About 90% of divorces are handled without litigation in court these days. There are many benefits for couples to avoid court. In the past, it was (and still is) less expensive, takes less time and is less aggressive. These reasons are essential positives as spouses pivot to new lives likely will remain intertwined because of children or shared circles of friends.
In 2021, there are also other positives. Divorce courts typically have a backlog during the best of times, and after more than a year of shutdowns and limited remote schedules, it has only grown. These delays have even prompted some waiting for a court date to reengage in negotiations to find closure and move on.
Video litigation can be frustrating
According to the New York Times, some are also finding that video litigation to be problematic.
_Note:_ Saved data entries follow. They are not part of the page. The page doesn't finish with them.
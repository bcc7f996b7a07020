//! The statement store: durable, identity-consistent storage of Things and
//! Statements, and the query surface every workflow is built on.
//!
//! [`GraphStore`] keeps the live graph in concurrent hashmaps (DashMap) with
//! subject/object adjacency indexes; [`durable::DurableGraph`] persists it to
//! redb with full ACID guarantees. Any backing engine satisfying these
//! operations is substitutable; workflows only see this module's API.

pub mod cache;
pub mod durable;

use std::collections::BTreeSet;
use std::sync::atomic::{AtomicU64, Ordering};

use dashmap::DashMap;
use rand::Rng;

use crate::error::{GraphError, ScholiaResult};
use crate::statement::{recency_key, Statement, StatementId};
use crate::thing::{
    now_millis, validate_label, Class, ContributorId, ExtractionMethod, Literal, ObservatoryId,
    OrganizationId, Predicate, Resource, Thing, ThingId, Visibility, XSD_STRING,
};

use cache::ClassCache;

/// Upper bound on probe-then-retry ID allocation attempts.
const MAX_ID_ATTEMPTS: usize = 64;

// ---------------------------------------------------------------------------
// Pagination
// ---------------------------------------------------------------------------

/// A page request: zero-based page number and page size.
#[derive(Debug, Clone, Copy, PartialEq, Eq)]
pub struct PageRequest {
    pub page: usize,
    pub size: usize,
}

impl PageRequest {
    /// Everything in one page.
    pub const ALL: PageRequest = PageRequest {
        page: 0,
        size: usize::MAX,
    };

    /// Exactly one entry; used for single-valued property lookups.
    pub const SINGLE: PageRequest = PageRequest { page: 0, size: 1 };

    pub fn new(page: usize, size: usize) -> Self {
        Self { page, size }
    }

    fn offset(&self) -> usize {
        self.page.saturating_mul(self.size)
    }
}

/// A page of results plus the total count for the same filter.
#[derive(Debug, Clone)]
pub struct Page<T> {
    pub content: Vec<T>,
    pub total: usize,
    pub page: usize,
    pub size: usize,
}

impl<T> Page<T> {
    pub fn is_empty(&self) -> bool {
        self.content.is_empty()
    }

    pub fn first(&self) -> Option<&T> {
        self.content.first()
    }

    fn from_sorted(all: Vec<T>, request: PageRequest) -> Self {
        let total = all.len();
        let content: Vec<T> = all
            .into_iter()
            .skip(request.offset())
            .take(request.size)
            .collect();
        Page {
            content,
            total,
            page: request.page,
            size: request.size,
        }
    }
}

// ---------------------------------------------------------------------------
// Statement filters
// ---------------------------------------------------------------------------

/// Filter for [`GraphStore::find_statements`]. At least one field should be
/// set by convention; an empty filter scans the whole store.
///
/// `object_classes` matches when the object's class set intersects it; the
/// pseudo-classes `Literal`, `Resource`, `Predicate`, and `Class` match the
/// Thing variant itself.
#[derive(Debug, Clone, Default)]
pub struct StatementFilter {
    pub subject: Option<ThingId>,
    pub predicate: Option<ThingId>,
    pub object: Option<ThingId>,
    pub object_classes: BTreeSet<ThingId>,
}

impl StatementFilter {
    pub fn by_subject(subject: ThingId) -> Self {
        Self {
            subject: Some(subject),
            ..Default::default()
        }
    }

    pub fn by_object(object: ThingId) -> Self {
        Self {
            object: Some(object),
            ..Default::default()
        }
    }

    pub fn with_predicate(mut self, predicate: ThingId) -> Self {
        self.predicate = Some(predicate);
        self
    }

    pub fn with_object_class(mut self, class: ThingId) -> Self {
        self.object_classes.insert(class);
        self
    }

    fn matches(&self, statement: &Statement, store: &GraphStore) -> bool {
        if let Some(ref subject) = self.subject {
            if statement.subject != *subject {
                return false;
            }
        }
        if let Some(ref predicate) = self.predicate {
            if statement.predicate != *predicate {
                return false;
            }
        }
        if let Some(ref object) = self.object {
            if statement.object != *object {
                return false;
            }
        }
        if !self.object_classes.is_empty() {
            let Some(thing) = store.get_thing(&statement.object) else {
                return false;
            };
            if !object_class_intersects(&thing, &self.object_classes) {
                return false;
            }
        }
        true
    }
}

fn object_class_intersects(thing: &Thing, wanted: &BTreeSet<ThingId>) -> bool {
    let variant_class = match thing {
        Thing::Resource(_) => "Resource",
        Thing::Literal(_) => "Literal",
        Thing::Predicate(_) => "Predicate",
        Thing::Class(_) => "Class",
    };
    if wanted.contains(&ThingId::from(variant_class)) {
        return true;
    }
    match thing {
        Thing::Resource(r) => r.classes.iter().any(|c| wanted.contains(c)),
        _ => false,
    }
}

// ---------------------------------------------------------------------------
// Creation commands
// ---------------------------------------------------------------------------

/// Command for creating a Resource. An explicit `id` fails with `DuplicateId`
/// if already taken; `None` allocates one.
#[derive(Debug, Clone)]
pub struct NewResource {
    pub id: Option<ThingId>,
    pub label: String,
    pub classes: BTreeSet<ThingId>,
    pub contributor: ContributorId,
    pub observatory_id: Option<ObservatoryId>,
    pub organization_id: Option<OrganizationId>,
    pub extraction_method: ExtractionMethod,
    pub visibility: Visibility,
}

impl NewResource {
    pub fn labelled(label: impl Into<String>, contributor: ContributorId) -> Self {
        Self {
            id: None,
            label: label.into(),
            classes: BTreeSet::new(),
            contributor,
            observatory_id: None,
            organization_id: None,
            extraction_method: ExtractionMethod::default(),
            visibility: Visibility::default(),
        }
    }

    pub fn with_classes(mut self, classes: impl IntoIterator<Item = ThingId>) -> Self {
        self.classes.extend(classes);
        self
    }
}

/// Command for creating a Literal.
#[derive(Debug, Clone)]
pub struct NewLiteral {
    pub id: Option<ThingId>,
    pub label: String,
    /// Defaults to `xsd:string` when `None`.
    pub datatype: Option<String>,
    pub contributor: ContributorId,
}

impl NewLiteral {
    pub fn plain(label: impl Into<String>, contributor: ContributorId) -> Self {
        Self {
            id: None,
            label: label.into(),
            datatype: None,
            contributor,
        }
    }

    pub fn typed(
        label: impl Into<String>,
        datatype: impl Into<String>,
        contributor: ContributorId,
    ) -> Self {
        Self {
            id: None,
            label: label.into(),
            datatype: Some(datatype.into()),
            contributor,
        }
    }
}

/// Command for creating a Predicate.
#[derive(Debug, Clone)]
pub struct NewPredicate {
    pub id: Option<ThingId>,
    pub label: String,
    pub contributor: ContributorId,
}

/// Command for creating a Class.
#[derive(Debug, Clone)]
pub struct NewClass {
    pub id: Option<ThingId>,
    pub label: String,
    pub uri: Option<String>,
    pub contributor: ContributorId,
}

/// Whole-field endpoint replacement for a statement (rare bulk-edit path).
#[derive(Debug, Clone, Default)]
pub struct StatementUpdate {
    pub subject: Option<ThingId>,
    pub predicate: Option<ThingId>,
    pub object: Option<ThingId>,
}

// ---------------------------------------------------------------------------
// The store
// ---------------------------------------------------------------------------

/// In-memory statement store with dual adjacency indexes.
///
/// Shared mutable resource: callers wrap multi-step workflows in a single
/// transaction boundary at the workflow entry point; the store itself only
/// guarantees per-operation consistency.
pub struct GraphStore {
    things: DashMap<ThingId, Thing>,
    statements: DashMap<StatementId, Statement>,
    /// Subject → statement IDs (outgoing edges).
    by_subject: DashMap<ThingId, Vec<StatementId>>,
    /// Object → statement IDs (incoming edges).
    by_object: DashMap<ThingId, Vec<StatementId>>,
    /// Class URI → class ID, for the one-class-per-URI invariant.
    uri_index: DashMap<String, ThingId>,
    class_cache: ClassCache,
    next_resource: AtomicU64,
    next_literal: AtomicU64,
    next_predicate: AtomicU64,
    next_class: AtomicU64,
    next_statement: AtomicU64,
}
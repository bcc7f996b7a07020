//! End-to-end workflow tests across the public API.

use scholia::actions::authors::Author;
use scholia::bundle::{fetch_bundle, BundleConfiguration};
use scholia::content::comparison::{
    ComparisonService, CreateComparisonCommand, PublishComparisonCommand, RelatedItemCommand,
    UpdateComparisonCommand,
};
use scholia::content::smart_review::{
    CreateSmartReviewCommand, PublishSmartReviewCommand, Section, SmartReviewService,
    UpdateSmartReviewCommand,
};
use scholia::doi::PrefixDoiService;
use scholia::error::{PublishError, ScholiaError, WorkflowError};
use scholia::publish::{PublishedRepository, PublishingService};
use scholia::store::{GraphStore, NewResource, PageRequest, StatementFilter};
use scholia::thing::{ContributorId, ThingId};
use scholia::vocab::{classes, predicates, seed_well_known};

fn contributor() -> ContributorId {
    ContributorId::unknown()
}

struct World {
    store: GraphStore,
    contributions: Vec<ThingId>,
    field: ThingId,
}

impl World {
    fn new() -> Self {
        let store = GraphStore::new();
        seed_well_known(&store).unwrap();
        let contributions = (0..3)
            .map(|i| {
                store
                    .create_resource(
                        NewResource::labelled(format!("contribution {i}"), contributor())
                            .with_classes([classes::contribution()]),
                    )
                    .unwrap()
            })
            .collect();
        let field = store
            .create_resource(
                NewResource::labelled("knowledge representation", contributor())
                    .with_classes([classes::research_field()]),
            )
            .unwrap();
        World {
            store,
            contributions,
            field,
        }
    }

    fn comparison_command(&self) -> CreateComparisonCommand {
        CreateComparisonCommand {
            contributor: contributor(),
            title: "Comparing graph stores".into(),
            description: Some("A side-by-side of triple stores".into()),
            research_fields: vec![self.field.clone()],
            contributions: self.contributions[..2].to_vec(),
            references: vec!["doi:10.1000/1".into(), "doi:10.1000/2".into()],
            is_anonymized: false,
            authors: vec![
                Author::named("Jane Doe").with_orcid("0000-0002-1825-0097"),
                Author::named("John Roe"),
            ],
        }
    }
}

#[test]
fn comparison_lifecycle_create_find_publish_republish() {
    let world = World::new();
    let service = ComparisonService::new(&world.store);
    let repository = PublishedRepository::new();
    let registrar = PrefixDoiService::new("10.5555");
    let publisher = PublishingService::new(&world.store, &repository, Some(&registrar));

    // Create.
    let comparison = service.create(&world.comparison_command()).unwrap();

    // Find by compared contribution.
    let found = service.find_by_contribution(&world.contributions[0]);
    assert_eq!(found, vec![comparison.clone()]);
    assert!(service
        .find_by_contribution(&world.contributions[2])
        .is_empty());

    // Publish with a DOI.
    let publish_command = PublishComparisonCommand {
        contributor: contributor(),
        comparison: comparison.clone(),
        subject: Some("graph stores".into()),
        description: None,
        register_doi: true,
    };
    let version = service.publish(&publisher, &publish_command).unwrap();

    let version_resource = world.store.find_resource(&version).unwrap();
    assert!(version_resource.is_a(&classes::comparison_published()));
    assert!(version_resource.is_a(&classes::latest_version()));
    assert!(repository.contains(&version));

    let doi = world.store.find_statements(
        &StatementFilter::by_subject(version.clone()).with_predicate(predicates::has_doi()),
        PageRequest::ALL,
    );
    assert_eq!(doi.total, 1);

    // Republishing a comparison fails; the first version stays latest.
    let err = service.publish(&publisher, &publish_command).unwrap_err();
    assert!(matches!(
        err,
        ScholiaError::Publish(PublishError::AlreadyPublished { .. })
    ));
    assert!(world
        .store
        .find_resource(&version)
        .unwrap()
        .is_a(&classes::latest_version()));
    assert_eq!(repository.len(), 1);
}

#[test]
fn published_snapshot_survives_draft_edits() {
    let world = World::new();
    let service = ComparisonService::new(&world.store);
    let repository = PublishedRepository::new();
    let publisher = PublishingService::new(&world.store, &repository, None);

    let comparison = service.create(&world.comparison_command()).unwrap();
    let version = service
        .publish(
            &publisher,
            &PublishComparisonCommand {
                contributor: contributor(),
                comparison: comparison.clone(),
                subject: None,
                description: None,
                register_doi: false,
            },
        )
        .unwrap();
    let frozen = repository.get(&version).unwrap();

    // The draft stays editable after publishing.
    service
        .update(
            &contributor(),
            &comparison,
            &UpdateComparisonCommand {
                title: Some("Comparing graph stores, revised".into()),
                contributions: Some(world.contributions.clone()),
                ..Default::default()
            },
        )
        .unwrap();

    assert_eq!(
        world.store.find_resource(&comparison).unwrap().label,
        "Comparing graph stores, revised"
    );
    let snapshot = repository.get(&version).unwrap();
    assert_eq!(snapshot.statements.len(), frozen.statements.len());

    // The version resource itself rejects modification.
    let err = service
        .update(
            &contributor(),
            &version,
            &UpdateComparisonCommand {
                title: Some("tampering".into()),
                ..Default::default()
            },
        )
        .unwrap_err();
    assert!(matches!(
        err,
        ScholiaError::Workflow(WorkflowError::NotModifiable { .. })
    ));
}

#[test]
fn comparison_bundle_covers_fields_and_terminates() {
    let world = World::new();
    let service = ComparisonService::new(&world.store);
    let comparison = service.create(&world.comparison_command()).unwrap();

    // A cycle through the draft must not hang the traversal.
    world
        .store
        .create_statement(
            world.contributions[0].clone(),
            predicates::has_related_resource(),
            comparison.clone(),
            contributor(),
        )
        .unwrap();

    let bundle = fetch_bundle(
        &world.store,
        &comparison,
        &BundleConfiguration::to_depth(5),
    );
    assert!(!bundle.is_empty());

    let compared = bundle.objects_of(&comparison, &predicates::compares_contribution());
    assert_eq!(compared.len(), 2);

    // Ordering: newest first.
    for pair in bundle.statements.windows(2) {
        assert!(pair[0].created_at >= pair[1].created_at);
    }
}

#[test]
fn related_items_round_trip_through_the_service() {
    let world = World::new();
    let service = ComparisonService::new(&world.store);
    let comparison = service.create(&world.comparison_command()).unwrap();

    let resource = service
        .create_related_resource(
            &contributor(),
            &comparison,
            &RelatedItemCommand {
                label: "benchmark suite".into(),
                image: None,
                url: Some("https://example.org/bench".into()),
                description: Some("the benchmark harness".into()),
            },
        )
        .unwrap();
    service
        .create_related_figure(
            &contributor(),
            &comparison,
            &RelatedItemCommand {
                label: "throughput plot".into(),
                image: Some("https://example.org/plot.svg".into()),
                url: None,
                description: None,
            },
        )
        .unwrap();

    assert_eq!(service.find_related_resources(&comparison).len(), 1);
    assert_eq!(service.find_related_figures(&comparison).len(), 1);

    service.delete_related_item(&comparison, &resource).unwrap();
    assert!(service.find_related_resources(&comparison).is_empty());
    assert_eq!(service.find_related_figures(&comparison).len(), 1);
}

#[test]
fn smart_review_lifecycle_with_section_diffing() {
    let world = World::new();
    let service = SmartReviewService::new(&world.store);
    let repository = PublishedRepository::new();
    let publisher = PublishingService::new(&world.store, &repository, None);

    let review = service
        .create(&CreateSmartReviewCommand {
            contributor: contributor(),
            title: "The state of graph stores".into(),
            research_fields: vec![world.field.clone()],
            authors: vec![Author::named("Jane Doe")],
            sections: vec![
                Section::new("Introduction", "Setting the scene."),
                Section::new("Survey", "The systems considered."),
            ],
        })
        .unwrap();

    let first = service
        .publish(
            &publisher,
            &PublishSmartReviewCommand {
                contributor: contributor(),
                smart_review: review.clone(),
                subject: Some("graph stores".into()),
                description: Some("version one".into()),
                register_doi: false,
            },
        )
        .unwrap();

    // Revise sections and republish; LatestVersion migrates.
    service
        .update(
            &contributor(),
            &review,
            &UpdateSmartReviewCommand {
                sections: Some(vec![
                    Section::new("Introduction", "Setting the scene."),
                    Section::new("Survey", "The systems considered."),
                    Section::new("Outlook", "Where the field goes next."),
                ]),
                ..Default::default()
            },
        )
        .unwrap();
    assert_eq!(service.read_sections(&review).len(), 3);

    let second = service
        .publish(
            &publisher,
            &PublishSmartReviewCommand {
                contributor: contributor(),
                smart_review: review,
                subject: None,
                description: None,
                register_doi: false,
            },
        )
        .unwrap();

    assert!(!world
        .store
        .find_resource(&first)
        .unwrap()
        .is_a(&classes::latest_version()));
    assert!(world
        .store
        .find_resource(&second)
        .unwrap()
        .is_a(&classes::latest_version()));
    assert_eq!(repository.len(), 2);
}

#[test]
fn workflow_errors_carry_the_offending_id() {
    let world = World::new();
    let service = ComparisonService::new(&world.store);
    let mut command = world.comparison_command();
    command.contributions = vec![ThingId::from("R99999")];
    let err = service.create(&command).unwrap_err();
    match err {
        ScholiaError::Workflow(WorkflowError::ContributionNotFound { id }) => {
            assert_eq!(id, ThingId::from("R99999"));
        }
        other => panic!("unexpected error: {other}"),
    }
}
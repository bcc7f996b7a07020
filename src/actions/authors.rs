//! Author lists: validation and graph materialization.
//!
//! Authors are stored as an ordered `List` resource attached to the content
//! resource via `hasAuthors`. Plain names become literal elements; authors
//! carrying an ORCID or homepage become `Author` resources with those values
//! as literal properties. Updates reuse elements whose content is unchanged
//! so their statement history survives.

use std::collections::BTreeSet;
use std::sync::OnceLock;

use regex::Regex;

use crate::actions::properties::SinglePropertyUpdater;
use crate::error::{ScholiaResult, WorkflowError};
use crate::statement::StatementId;
use crate::store::{GraphStore, NewResource, PageRequest, StatementFilter};
use crate::thing::{validate_label, ContributorId, ThingId};
use crate::vocab::{classes, predicates};

static ORCID_RE: OnceLock<Regex> = OnceLock::new();

fn orcid_regex() -> &'static Regex {
    ORCID_RE.get_or_init(|| Regex::new(r"^\d{4}-\d{4}-\d{4}-\d{3}[\dX]$").unwrap())
}

/// One author as supplied by a command.
#[derive(Debug, Clone, PartialEq, Eq)]
pub struct Author {
    pub name: String,
    pub orcid: Option<String>,
    pub homepage: Option<String>,
}

impl Author {
    pub fn named(name: impl Into<String>) -> Self {
        Self {
            name: name.into(),
            orcid: None,
            homepage: None,
        }
    }

    pub fn with_orcid(mut self, orcid: impl Into<String>) -> Self {
        self.orcid = Some(orcid.into());
        self
    }
}

/// Validate an author collection: names non-blank, ORCIDs well-formed and
/// unique within the list.
pub fn validate_authors(authors: &[Author]) -> ScholiaResult<()> {
    let mut seen: BTreeSet<&str> = BTreeSet::new();
    for author in authors {
        validate_label(&author.name).map_err(|e| WorkflowError::InvalidField {
            field: "author name",
            reason: e.to_string(),
        })?;
        if let Some(ref orcid) = author.orcid {
            if !orcid_regex().is_match(orcid) {
                return Err(WorkflowError::InvalidOrcid {
                    value: orcid.clone(),
                }
                .into());
            }
            if !seen.insert(orcid) {
                return Err(WorkflowError::DuplicateAuthor {
                    value: orcid.clone(),
                }
                .into());
            }
        }
    }
    Ok(())
}

/// Maintains the author list of a content resource.
pub struct AuthorListWriter<'a> {
    store: &'a GraphStore,
}

impl<'a> AuthorListWriter<'a> {
    pub fn new(store: &'a GraphStore) -> Self {
        Self { store }
    }

    /// The `List` resource attached via `hasAuthors`, if one exists.
    pub fn find_list(&self, subject: &ThingId) -> Option<ThingId> {
        let page = self.store.find_statements(
            &StatementFilter::by_subject(subject.clone())
                .with_predicate(predicates::has_authors()),
            PageRequest::SINGLE,
        );
        page.first().map(|s| s.object.clone())
    }

    /// Authors currently stored for a subject, in list order.
    pub fn read_authors(&self, subject: &ThingId) -> Vec<Author> {
        let Some(list) = self.find_list(subject) else {
            return Vec::new();
        };
        let mut elements = self.store.find_statements(
            &StatementFilter::by_subject(list).with_predicate(predicates::has_list_element()),
            PageRequest::ALL,
        );
        // List order is creation order.
        elements.content.reverse();
        elements
            .content
            .iter()
            .filter_map(|s| self.read_author(&s.object))
            .collect()
    }

    fn read_author(&self, id: &ThingId) -> Option<Author> {
        match self.store.get_thing(id)? {
            crate::thing::Thing::Literal(literal) => Some(Author::named(literal.label)),
            crate::thing::Thing::Resource(resource) => {
                let single = SinglePropertyUpdater::new(self.store);
                Some(Author {
                    name: resource.label,
                    orcid: single.current_literal(id, &predicates::has_orcid()),
                    homepage: single.current_literal(id, &predicates::has_website()),
                })
            }
            _ => None,
        }
    }

    /// Create the author list for a subject that has none yet.
    pub fn create(
        &self,
        contributor: &ContributorId,
        subject: &ThingId,
        authors: &[Author],
    ) -> ScholiaResult<ThingId> {
        validate_authors(authors)?;
        let list = self.store.create_resource(
            NewResource::labelled("authors list", contributor.clone())
                .with_classes([classes::list()]),
        )?;
        for author in authors {
            let element = self.materialize_author(contributor, author)?;
            self.store.create_statement(
                list.clone(),
                predicates::has_list_element(),
                element,
                contributor.clone(),
            )?;
        }
        self.store.create_statement(
            subject.clone(),
            predicates::has_authors(),
            list.clone(),
            contributor.clone(),
        )?;
        Ok(list)
    }

    /// Replace the author list contents, reusing unchanged author resources.
    pub fn update(
        &self,
        contributor: &ContributorId,
        subject: &ThingId,
        authors: &[Author],
    ) -> ScholiaResult<ThingId> {
        validate_authors(authors)?;
        let Some(list) = self.find_list(subject) else {
            return self.create(contributor, subject, authors);
        };

        let elements = self.store.find_statements(
            &StatementFilter::by_subject(list.clone())
                .with_predicate(predicates::has_list_element()),
            PageRequest::ALL,
        );
        let mut reusable: Vec<(ThingId, Author)> = elements
            .content
            .iter()
            .filter_map(|s| Some((s.object.clone(), self.read_author(&s.object)?)))
            .collect();

        // Old element statements are rebuilt to restore ordering; author
        // resources with identical content are reused.
        let stale: BTreeSet<StatementId> =
            elements.content.iter().map(|s| s.id.clone()).collect();
        self.store.delete_statements(&stale);

        for author in authors {
            let element = match reusable.iter().position(|(_, a)| a == author) {
                Some(idx) => reusable.swap_remove(idx).0,
                None => self.materialize_author(contributor, author)?,
            };
            self.store.create_statement(
                list.clone(),
                predicates::has_list_element(),
                element,
                contributor.clone(),
            )?;
        }
        Ok(list)
    }

    /// A plain name becomes a literal element; identifiers force a resource.
    fn materialize_author(
        &self,
        contributor: &ContributorId,
        author: &Author,
    ) -> ScholiaResult<ThingId> {
        if author.orcid.is_none() && author.homepage.is_none() {
            return self
                .store
                .create_literal(crate::store::NewLiteral::plain(
                    author.name.clone(),
                    contributor.clone(),
                ));
        }
        let id = self.store.create_resource(
            NewResource::labelled(author.name.clone(), contributor.clone())
                .with_classes([classes::author()]),
        )?;
        let single = SinglePropertyUpdater::new(self.store);
        single.set_optional_literal(
            contributor,
            &id,
            &predicates::has_orcid(),
            author.orcid.as_deref(),
            None,
        )?;
        single.set_optional_literal(
            contributor,
            &id,
            &predicates::has_website(),
            author.homepage.as_deref(),
            None,
        )?;
        Ok(id)
    }
}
It can mean that clients may be coached off-camera by their attorney (forbidden but unenforceable), or the client and attorney are looking at the computer screen and are unable to communicate when others are providing testimony (in a courtroom, they could pass a note). It is also harder for judges to read body language they would otherwise see in person.
Video mediation okay
While video litigation may involve sides looking for an unfair advantage, mediation is a collaborative approach where spouses can speak with their counsel as much as they’d like as they search for equitable solutions. There have even occasions where the couple, following stay-at-home orders under the same roof, used video conferencing in separate rooms. Some who live apart have also found it easier to negotiate when they are not in the same room.
A specific approach
Different attorneys have different approaches to practicing law, so it is usually best for clients to find representation that fits their needs. In the case of mediation, it means finding an attorney skilled at building consensus (via videoconferencing or in-person) if that is how the client wants to handle the divorce.